PIQUA - Not since 1999, upon completion of the new Piqua Junior High School building, has the Warren Masonic Lodge no. 24 held a dedication ceremony for a new public building. Members began preparations some time ago for the Sunday, Sept. 7, ceremony for the three new elementary schools to be held at Springcreek Elementary, given it will be the first of the schools to be completed.
What’s in store?
“What we are in the process of doing is a cornerstone dedication ceremony,” explained Stu Shear, who hold many titles with the lodge including Worshipful Past Master, treasurer and trustee. He was joined by Dixson Clement, lodge historian and a Worshipful Past Master, too, in April, on what they hope will be a historic occasion, not only for the hosting Lodge and contributing school students and faculty, but with the inclusion of the Knights Templar, local dignitaries and more for this momentous event. One not seen in quite some time not only in the immediate area but on a state level.

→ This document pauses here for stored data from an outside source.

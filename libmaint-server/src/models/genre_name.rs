//! Genre name validation

use super::ValidationError;

/// Maximum length for genre names
const MAX_GENRE_NAME_LEN: usize = 255;

/// Validated genre name
///
/// Used for names the service writes. Names are trimmed but otherwise kept
/// as given, so "Jazz" and "jazz" are distinct genres.
#[derive(Debug, Clone, PartialEq, Eq, Hash)]
pub struct GenreName(String);

impl GenreName {
    /// Create a genre name.
    ///
    /// # Example
    /// ```
    /// use libmaint_server::models::GenreName;
    ///
    /// assert_eq!(GenreName::new("  Jazz ").unwrap().as_str(), "Jazz");
    /// assert!(GenreName::new("   ").is_err());
    /// ```
    pub fn new(s: &str) -> Result<Self, ValidationError> {
        let trimmed = s.trim();
        if trimmed.is_empty() {
            return Err(ValidationError::Empty { field: "genre" });
        }

        if trimmed.chars().count() > MAX_GENRE_NAME_LEN {
            return Err(ValidationError::TooLong {
                field: "genre",
                max: MAX_GENRE_NAME_LEN,
            });
        }

        Ok(Self(trimmed.to_owned()))
    }

    pub fn as_str(&self) -> &str {
        &self.0
    }
}
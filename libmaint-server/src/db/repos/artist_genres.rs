//! Artist genre repository
//!
//! Lookups aggregate genres per artist in a single query:
//! - LEFT JOIN so untagged artists still appear
//! - NULLs filtered before ARRAY_AGG, COALESCE to an empty array
//!
//! Tagging writes use ON CONFLICT so repeated or concurrent calls are no-ops.

use sqlx::{FromRow, PgPool};

use super::{contains_pattern, DbError};
use crate::models::{ArtistId, GenreName};

/// Artist with its sorted, deduplicated genre names
#[derive(Debug, Clone, PartialEq, Eq, FromRow)]
pub struct ArtistGenres {
    pub id: i32,
    pub name: String,
    pub genres: Vec<String>,
}

/// Artist genre repository
pub struct ArtistGenreRepo<'a> {
    pool: &'a PgPool,
}

impl<'a> ArtistGenreRepo<'a> {
    pub fn new(pool: &'a PgPool) -> Self {
        Self { pool }
    }

    /// Artists whose name contains `artist` (case-insensitive), with genres.
    pub async fn search(&self, artist: &str) -> Result<Vec<ArtistGenres>, DbError> {
        self.fetch(Some(contains_pattern(artist))).await
    }

    /// Every artist, with genres.
    pub async fn list_all(&self) -> Result<Vec<ArtistGenres>, DbError> {
        self.fetch(None).await
    }

    async fn fetch(&self, pattern: Option<String>) -> Result<Vec<ArtistGenres>, DbError> {
        let rows = sqlx::query_as::<_, ArtistGenres>(
            r#"
            SELECT
                a.id,
                a.name,
                COALESCE(
                    ARRAY_AGG(DISTINCT g.name ORDER BY g.name)
                        FILTER (WHERE g.name IS NOT NULL),
                    ARRAY[]::text[]
                ) AS genres
            FROM artists a
            LEFT JOIN artist_genres ag ON ag.artist_id = a.id
            LEFT JOIN genres g ON g.id = ag.genre_id
            WHERE $1::text IS NULL OR LOWER(a.name) LIKE LOWER($1)
            GROUP BY a.id, a.name
            ORDER BY a.name
            "#,
        )
        .bind(pattern)
        .fetch_all(self.pool)
        .await?;

        Ok(rows)
    }

    /// Artists with no genre associations at all.
    pub async fn list_untagged(&self) -> Result<Vec<ArtistGenres>, DbError> {
        let rows = sqlx::query_as::<_, ArtistGenres>(
            r#"
            SELECT
                a.id,
                a.name,
                ARRAY[]::text[] AS genres
            FROM artists a
            WHERE NOT EXISTS (
                SELECT 1
                FROM artist_genres ag
                WHERE ag.artist_id = a.id
            )
            ORDER BY a.name
            "#,
        )
        .fetch_all(self.pool)
        .await?;

        Ok(rows)
    }

    /// Remove the tag `genre` from an artist. The genre row itself stays.
    ///
    /// `genre` is compared byte-for-byte with `genres.name`, untrimmed.
    /// Returns the number of associations removed (0 or 1).
    pub async fn remove_by_name(&self, artist_id: ArtistId, genre: &str) -> Result<u64, DbError> {
        let mut tx = self.pool.begin().await?;

        let result = sqlx::query(
            r#"
            DELETE FROM artist_genres ag
            USING genres g
            WHERE ag.artist_id = $1
              AND g.name = $2
              AND ag.genre_id = g.id
            "#,
        )
        .bind(artist_id.get())
        .bind(genre)
        .execute(&mut *tx)
        .await?;

        tx.commit().await?;

        let removed = result.rows_affected();
        tracing::info!(artist_id = artist_id.get(), genre, removed, "genre tag removed");
        Ok(removed)
    }

    /// Tag an artist with `genre`, creating the genre if needed.
    ///
    /// Genre upsert and association insert are one statement in one
    /// transaction, so a failed association leaves no new genre behind.
    /// Returns whether a new association was created.
    pub async fn add_by_name(&self, artist_id: ArtistId, genre: &GenreName) -> Result<bool, DbError> {
        let mut tx = self.pool.begin().await?;

        let result = sqlx::query(
            r#"
            WITH genre AS (
                INSERT INTO genres (name)
                VALUES ($2)
                ON CONFLICT (name) DO UPDATE
                    SET name = EXCLUDED.name
                RETURNING id
            )
            INSERT INTO artist_genres (artist_id, genre_id)
            SELECT $1, id
            FROM genre
            ON CONFLICT DO NOTHING
            "#,
        )
        .bind(artist_id.get())
        .bind(genre.as_str())
        .execute(&mut *tx)
        .await?;

        tx.commit().await?;

        let created = result.rows_affected() > 0;
        tracing::info!(artist_id = artist_id.get(), genre = genre.as_str(), created, "genre tag added");
        Ok(created)
    }
}
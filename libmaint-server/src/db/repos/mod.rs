//! Repository implementations for database access
//!
//! Each repository follows these patterns:
//! - Borrows the pool, one short-lived repo per request
//! - Handles conflicts via ON CONFLICT (no check-then-insert)
//! - Uses transactions for every write

pub mod tracks;
pub mod artist_genres;
pub mod genres;

pub use tracks::{TrackRepo, TrackMatch};
pub use artist_genres::{ArtistGenreRepo, ArtistGenres};
pub use genres::{GenreRepo, Genre};

/// Database error type
#[derive(Debug, thiserror::Error)]
pub enum DbError {
    #[error("{0}")]
    Sqlx(#[from] sqlx::Error),
}

/// Build a LIKE pattern matching `needle` anywhere in a string.
///
/// `%`, `_` and `\` in the needle are escaped so they match literally.
pub(crate) fn contains_pattern(needle: &str) -> String {
    let mut pattern = String::with_capacity(needle.len() + 2);
    pattern.push('%');
    for c in needle.chars() {
        if matches!(c, '%' | '_' | '\\') {
            pattern.push('\\');
        }
        pattern.push(c);
    }
    pattern.push('%');
    pattern
}

#[cfg(test)]
mod tests {
    use super::*;

    #[test]
    fn empty_needle_matches_everything() {
        assert_eq!(contains_pattern(""), "%%");
    }

    #[test]
    fn plain_needle_is_wrapped() {
        assert_eq!(contains_pattern("Floyd"), "%Floyd%");
    }

    #[test]
    fn wildcards_are_escaped() {
        assert_eq!(contains_pattern("100%"), r"%100\%%");
        assert_eq!(contains_pattern("a_b"), r"%a\_b%");
        assert_eq!(contains_pattern(r"AC\DC"), r"%AC\\DC%");
    }
}
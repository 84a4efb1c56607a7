//! Route handlers organized by resource

pub mod common;
pub mod health;
pub mod tracks;
pub mod artist_genres;
pub mod genres;
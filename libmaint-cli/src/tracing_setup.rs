//! Logging for the libmaint server
//!
//! Without `RUST_LOG`, the filter covers the binary, the server library and
//! the `tower_http` request spans; sqlx is held at `warn` so per-query
//! statements stay out of the log unless asked for.
//!
//!   libmaint --debug serve                        # debug for libmaint targets
//!   RUST_LOG=libmaint_server::db=debug libmaint serve
//!   libmaint --otel serve                         # OTLP export (telemetry feature)
//!
//! OTLP export reads `OTEL_EXPORTER_OTLP_ENDPOINT` (default
//! http://localhost:4317) and `OTEL_SERVICE_NAME` (default libmaint).

use anyhow::{anyhow, Result};
use tracing_subscriber::{layer::SubscriberExt, util::SubscriberInitExt, EnvFilter};

const LOG_TARGETS: [&str; 3] = ["libmaint", "libmaint_server", "tower_http"];

/// Logging options from the global CLI flags
#[derive(Debug, Clone, Default)]
pub struct TracingConfig {
    pub debug: bool,
    pub otel: bool,
}

/// Filter directives used when `RUST_LOG` is unset.
fn default_directives(debug: bool) -> String {
    let level = if debug { "debug" } else { "info" };
    let mut directives: Vec<String> = LOG_TARGETS
        .iter()
        .map(|target| format!("{}={}", target, level))
        .collect();
    directives.push("sqlx=warn".to_string());
    directives.join(",")
}

fn env_filter(config: &TracingConfig) -> EnvFilter {
    EnvFilter::try_from_default_env()
        .unwrap_or_else(|_| EnvFilter::new(default_directives(config.debug)))
}

/// Install the global subscriber: compact console output, plus OTLP export
/// when `--otel` is set and the `telemetry` feature is built in.
pub fn init(config: &TracingConfig) -> Result<()> {
    let console = tracing_subscriber::fmt::layer()
        .with_target(config.debug)
        .compact();

    let registry = tracing_subscriber::registry()
        .with(env_filter(config))
        .with(console);

    #[cfg(feature = "telemetry")]
    if config.otel {
        let (tracer, endpoint) = otel::tracer()?;
        registry
            .with(tracing_opentelemetry::layer().with_tracer(tracer))
            .try_init()
            .map_err(|err| anyhow!(err))?;
        tracing::info!(endpoint = %endpoint, "exporting traces over OTLP");
        return Ok(());
    }

    #[cfg(not(feature = "telemetry"))]
    if config.otel {
        eprintln!("warning: --otel requires the `telemetry` feature; logging to console only");
    }

    registry.try_init().map_err(|err| anyhow!(err))
}

/// Flush pending spans before exit.
pub fn shutdown() {
    #[cfg(feature = "telemetry")]
    opentelemetry::global::shutdown_tracer_provider();
}

#[cfg(feature = "telemetry")]
mod otel {
    use anyhow::{anyhow, Result};
    use opentelemetry::trace::TracerProvider as _;
    use opentelemetry::KeyValue;
    use opentelemetry_otlp::WithExportConfig;
    use opentelemetry_sdk::trace::{Tracer, TracerProvider};

    /// OTLP-backed tracer and the endpoint it exports to.
    pub(super) fn tracer() -> Result<(Tracer, String)> {
        let endpoint = std::env::var("OTEL_EXPORTER_OTLP_ENDPOINT")
            .unwrap_or_else(|_| "http://localhost:4317".to_string());
        let service_name =
            std::env::var("OTEL_SERVICE_NAME").unwrap_or_else(|_| "libmaint".to_string());

        let exporter = opentelemetry_otlp::SpanExporter::builder()
            .with_tonic()
            .with_endpoint(&endpoint)
            .build()
            .map_err(|e| anyhow!("Failed to create OTLP exporter: {}", e))?;

        let provider = TracerProvider::builder()
            .with_batch_exporter(exporter, opentelemetry_sdk::runtime::Tokio)
            .with_resource(opentelemetry_sdk::Resource::new(vec![KeyValue::new(
                "service.name",
                service_name,
            )]))
            .build();

        let tracer = provider.tracer("libmaint-server");
        // The global provider keeps the batch exporter alive until shutdown()
        let _ = opentelemetry::global::set_tracer_provider(provider);

        Ok((tracer, endpoint))
    }
}

#[cfg(test)]
mod tests {
    use super::*;

    #[test]
    fn default_filter_covers_request_spans() {
        assert_eq!(
            default_directives(false),
            "libmaint=info,libmaint_server=info,tower_http=info,sqlx=warn"
        );
    }

    #[test]
    fn debug_raises_libmaint_targets_only() {
        let directives = default_directives(true);
        assert!(directives.contains("libmaint_server=debug"));
        assert!(directives.contains("tower_http=debug"));
        assert!(directives.ends_with("sqlx=warn"));
        assert!(EnvFilter::try_new(&directives).is_ok());
    }
}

“It’s a really big deal,” said Clement, who wasn’t aware of any other site in the state of Ohio with a three-building dedication. The Warren Masonic Lodge no. 24, a part of the community for nearly 200 years, has held cornerstone ceremonies for the post office (near to celebrating 100 years at the time of this interview) and the Piqua High School and Junior High School, but never for three buildings at one time.
The cornerstone ceremony holds historical significance for both Mason members and the community, but is a tradition only the sacred organization can claim. In fact, there are a hundreds of notable names tied to the Masons including first president of the United States George Washington, who set the cornerstone of the Capitol Building in 1793 A.D. Other members of significance include Benjamin Franklin; Paul Revere; Samuel Colt; former presidents Gerald Ford and Franklin D. Roosevelt; David (Davy) Crockett; astronauts Edwin E. “Buzz” Aldrin and first man to walk on the moon, Neil Armstrong; author Sir Conan Doyle; actor Clark Gable; automaker Henry Ford; and scholar W.E.B. DuBois.
According to Dixson, the cornerstone ceremonies are “traditional and the proper way to do things, a lot of propriety to it.” And the September ceremony is the perfect opportunity after 15 years to “awaken the community on how big of a deal it is and what it is all about.”
The cornerstone-laying dedication by Warren Masonic Lodge no. 24 for the post office in 1914 was one of great and grand importance in the Piqua community. The ceremony welcomed hundreds of Masons, church members and council members, the Piqua Board of Education and school library employees, officers of the city of Piqua, rural and city carriers for the post office, among others. The Piqua City Band held a concert and a parade came down North Main Street.
In 1979, the Lodge honored Col. John Johnston with a bronze marker at the Johnston Farm location, followed by the Piqua High School cornerstone dedication in 1980, and the junior high in 1999.
The ritual blesses the cornerstone of a new public building with a symbolic squaring, and leveling and plumbing of the cornerstone. The blessing itself includes the pouring of corn as a symbol of health and heartiness of the workers, the pouring of wine for plenty, and oil for peace and joy.